The joint solution integrates SentinelOne and the Exabeam Security Management Platform to allow customers to rapidly detect and automatically respond to threats across all endpoints. SentinelOne autonomously defends every endpoint against every type of attack, the company says, at every stage in the threat lifecycle.
Through the integration, joint customers will be able to ingest threat and incident data directly from SentinelOne into the Exabeam Security Management Platform to baseline normal behavior. Customers can combine that data with data from other IT and security solutions to provide security analysts with greater visibility against advanced attacks.

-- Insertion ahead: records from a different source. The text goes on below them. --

use std::sync::atomic::{AtomicBool, Ordering};
use std::sync::Arc;

use chrono::{DateTime, FixedOffset, NaiveDate};
use notefollow_core::{
    codec, store, Clock, Creator, DashboardView, Dataset, DatasetWarning, SystemClock,
    TrackingZone,
};
use notefollow_storage::{DatasetRepository, KeyValueStore};

use crate::error::TrackerError;
use crate::source::CreatorSource;

/// An export ready to be written out.
#[derive(Debug, Clone)]
pub struct Export {
    pub filename: String,
    pub bytes: Vec<u8>,
}

/// Result of a successful import.
#[derive(Debug, Clone)]
pub struct Import {
    pub dataset: Dataset,
    /// Problems that were accepted rather than rejected.
    pub warnings: Vec<DatasetWarning>,
}

/// Owns the stored dataset and the collaborators that feed it.
pub struct Tracker<S, F> {
    repository: DatasetRepository<S>,
    source: F,
    clock: Arc<dyn Clock>,
    zone: TrackingZone,
    /// Set while any operation that writes the dataset is running.
    busy: AtomicBool,
}

/// Holds the writer flag; releases it on drop.
struct BusyGuard<'a>(&'a AtomicBool);

impl<'a> BusyGuard<'a> {
    fn acquire(flag: &'a AtomicBool) -> Option<Self> {
        flag.compare_exchange(false, true, Ordering::AcqRel, Ordering::Acquire)
            .ok()
            .map(|_| Self(flag))
    }
}

impl Drop for BusyGuard<'_> {
    fn drop(&mut self) {
        self.0.store(false, Ordering::Release);
    }
}

fn normalize_id(creator_id: &str) -> Result<&str, TrackerError> {
    let id = creator_id.trim();
    if id.is_empty() {
        return Err(TrackerError::EmptyCreatorId);
    }
    Ok(id)
}

fn require_confirmation(confirmed: bool, action: &'static str) -> Result<(), TrackerError> {
    if confirmed {
        Ok(())
    } else {
        Err(TrackerError::ConfirmationRequired { action })
    }
}

impl<S: KeyValueStore, F: CreatorSource> Tracker<S, F> {
    pub fn new(store: S, source: F, zone: TrackingZone) -> Self {
        Self {
            repository: DatasetRepository::new(store),
            source,
            clock: Arc::new(SystemClock),
            zone,
            busy: AtomicBool::new(false),
        }
    }

    #[must_use]
    pub fn with_clock(mut self, clock: Arc<dyn Clock>) -> Self {
        self.clock = clock;
        self
    }

    /// Current instant in the tracking zone.
    #[must_use]
    pub fn now(&self) -> DateTime<FixedOffset> {
        self.zone.localize(self.clock.now())
    }

    #[must_use]
    pub fn today(&self) -> NaiveDate {
        self.now().date_naive()
    }

    /// Whether any write (tracking, refresh, change, import, reset) is in flight.
    #[must_use]
    pub fn is_busy(&self) -> bool {
        self.busy.load(Ordering::Acquire)
    }

    fn acquire(&self, action: &'static str) -> Result<BusyGuard<'_>, TrackerError> {
        BusyGuard::acquire(&self.busy).ok_or_else(|| {
            tracing::warn!(action, "rejected while another write is in progress");
            TrackerError::Busy
        })
    }

    fn ensure_not_tracking(&self) -> Result<(), TrackerError> {
        match self.current()? {
            Some(existing) => Err(TrackerError::AlreadyTracking {
                creator_id: existing.creator_id,
            }),
            None => Ok(()),
        }
    }

    /// Seeds and saves a dataset; the caller holds the writer flag.
    fn seed(&self, creator: &Creator) -> Result<Dataset, TrackerError> {
        let dataset = store::initialize(
            &creator.urlname,
            creator.profile(),
            creator.follower_count,
            self.now(),
        );
        self.repository.save(&dataset)?;
        tracing::info!(
            creator_id = %dataset.creator_id,
            followers = creator.follower_count,
            "started tracking"
        );
        Ok(dataset)
    }

    /// Looks a creator up without touching storage.
    ///
    /// # Errors
    ///
    /// Returns [`TrackerError::EmptyCreatorId`] for a blank id, or
    /// [`TrackerError::Fetch`] if the profile endpoint fails.
    pub async fn check_profile(&self, creator_id: &str) -> Result<Creator, TrackerError> {
        let id = normalize_id(creator_id)?;
        Ok(self.source.fetch_creator(id).await?)
    }

    /// Starts tracking a creator previously returned by [`Self::check_profile`].
    ///
    /// The creator's `urlname` becomes the tracked id. An existing dataset is
    /// never overwritten; switching goes through [`Self::change_creator`].
    ///
    /// # Errors
    ///
    /// - [`TrackerError::Busy`]: another write is in flight.
    /// - [`TrackerError::AlreadyTracking`]: a dataset is already stored.
    /// - [`TrackerError::Persistence`]: the dataset cannot be saved.
    pub fn start_tracking_with(&self, creator: &Creator) -> Result<Dataset, TrackerError> {
        let _guard = self.acquire("start tracking")?;
        self.ensure_not_tracking()?;
        self.seed(creator)
    }

    /// Fetches a creator and starts tracking it.
    ///
    /// The writer flag is held across the fetch, so two concurrent calls
    /// cannot both seed a dataset.
    ///
    /// # Errors
    ///
    /// See [`Self::check_profile`] and [`Self::start_tracking_with`].
    pub async fn start_tracking(&self, creator_id: &str) -> Result<Dataset, TrackerError> {
        let id = normalize_id(creator_id)?;
        let _guard = self.acquire("start tracking")?;
        self.ensure_not_tracking()?;
        let creator = self.source.fetch_creator(id).await?;
        self.seed(&creator)
    }

    /// The stored dataset, if a creator is being tracked.
    ///
    /// # Errors
    ///
    /// Returns [`TrackerError::Persistence`] if storage cannot be read.
    pub fn current(&self) -> Result<Option<Dataset>, TrackerError> {
        Ok(self.repository.load()?)
    }

    fn load(&self) -> Result<Dataset, TrackerError> {
        self.current()?.ok_or(TrackerError::NotTracking)
    }

    /// Dashboard snapshot as of today.
    ///
    /// # Errors
    ///
    /// Returns [`TrackerError::NotTracking`] when nothing is stored.
    pub fn dashboard(&self) -> Result<DashboardView, TrackerError> {
        let dataset = self.load()?;
        Ok(DashboardView::build(&dataset, self.today()))
    }

    /// Fetches the tracked creator and reconciles the new count.
    ///
    /// Holds the writer flag from load to save; a concurrent refresh, import,
    /// reset or creator change fails with [`TrackerError::Busy`] instead of
    /// racing it.
    ///
    /// # Errors
    ///
    /// - [`TrackerError::Busy`]: another write is in flight.
    /// - [`TrackerError::NotTracking`]: nothing stored.
    /// - [`TrackerError::Fetch`]: the profile endpoint failed; storage unchanged.
    /// - [`TrackerError::Persistence`]: the updated dataset could not be saved.
    pub async fn refresh(&self) -> Result<Dataset, TrackerError> {
        let _guard = self.acquire("refresh")?;

        let dataset = self.load()?;
        let creator = self.source.fetch_creator(&dataset.creator_id).await?;
        let dataset = store::refresh(dataset, creator.profile(), creator.follower_count, self.now());
        self.repository.save(&dataset)?;

        if let Some(latest) = dataset.latest() {
            tracing::info!(
                creator_id = %dataset.creator_id,
                date = %latest.date,
                followers = latest.followers,
                change = latest.change,
                "refreshed follower count"
            );
        }
        Ok(dataset)
    }

    /// Switches to another creator, discarding the current series.
    ///
    /// # Errors
    ///
    /// Returns [`TrackerError::ConfirmationRequired`] unless `confirmed`,
    /// [`TrackerError::Busy`] while another write is in flight, and otherwise
    /// the errors of [`Self::check_profile`] and saving.
    pub async fn change_creator(
        &self,
        creator_id: &str,
        confirmed: bool,
    ) -> Result<Dataset, TrackerError> {
        let id = normalize_id(creator_id)?;
        require_confirmation(confirmed, "changing the creator")?;
        let _guard = self.acquire("change creator")?;

        let creator = self.source.fetch_creator(id).await?;
        let dataset = store::initialize(id, creator.profile(), creator.follower_count, self.now());
        self.repository.save(&dataset)?;
        tracing::info!(creator_id = id, "switched tracked creator");
        Ok(dataset)
    }

    /// Serializes the stored dataset for download.
    ///
    /// # Errors
    ///
    /// Returns [`TrackerError::NotTracking`] when nothing is stored.
    pub fn export(&self) -> Result<Export, TrackerError> {
        let dataset = self.load()?;
        let bytes = codec::serialize(&dataset).map_err(TrackerError::Export)?;
        Ok(Export {
            filename: codec::export_filename(&dataset.creator_id, self.today()),
            bytes,
        })
    }

    /// Replaces the stored dataset with an exported file.
    ///
    /// Values are not validated beyond the required fields; anything odd is
    /// returned as warnings and logged.
    ///
    /// # Errors
    ///
    /// Returns [`TrackerError::ConfirmationRequired`] unless `confirmed`,
    /// [`TrackerError::Busy`] while another write is in flight,
    /// [`TrackerError::Import`] if the bytes are malformed, or
    /// [`TrackerError::Persistence`] if saving fails.
    pub fn import(&self, bytes: &[u8], confirmed: bool) -> Result<Import, TrackerError> {
        require_confirmation(confirmed, "importing")?;
        let _guard = self.acquire("import")?;

        let dataset = codec::deserialize(bytes).map_err(|e| {
            tracing::warn!(error = %e, "rejected import");
            TrackerError::Import(e)
        })?;
        let warnings = codec::inspect(&dataset);
        for warning in &warnings {
            tracing::warn!(creator_id = %dataset.creator_id, %warning, "imported questionable record");
        }

        self.repository.save(&dataset)?;
        tracing::info!(
            creator_id = %dataset.creator_id,
            records = dataset.records.len(),
            "imported dataset"
        );
        Ok(Import { dataset, warnings })
    }

    /// Deletes all stored data.
    ///
    /// # Errors
    ///
    /// Returns [`TrackerError::ConfirmationRequired`] unless `confirmed`,
    /// [`TrackerError::Busy`] while another write is in flight, or
    /// [`TrackerError::Persistence`] if the store cannot remove it.
    pub fn reset(&self, confirmed: bool) -> Result<(), TrackerError> {
        require_confirmation(confirmed, "resetting")?;
        let _guard = self.acquire("reset")?;
        self.repository.clear()?;
        Ok(())
    }
}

Additionally, Exabeam can trigger automated incident response for compromised endpoints using the SentinelOne API. By gathering all related events into Exabeam Smart Timelines, analysts can automatically reconstruct the events underlying security incidents. The Exabeam Security Management Platform automatically identifies risky, anomalous device activity that may be indicative of a security incident or compromise.
Customers can then automatically respond to the incident directly from the Exabeam UI: changing user passwords, sending email verifications, restarting and scanning hosts, getting device and/or user information, and enabling or disabling two-factor authentication. They can also generate and list reports, list processes, get files and list applications on a host.
The joint solution will be available through mutual channel partners of SentinelOne and Exabeam, including Optiv and Exclusive Networks.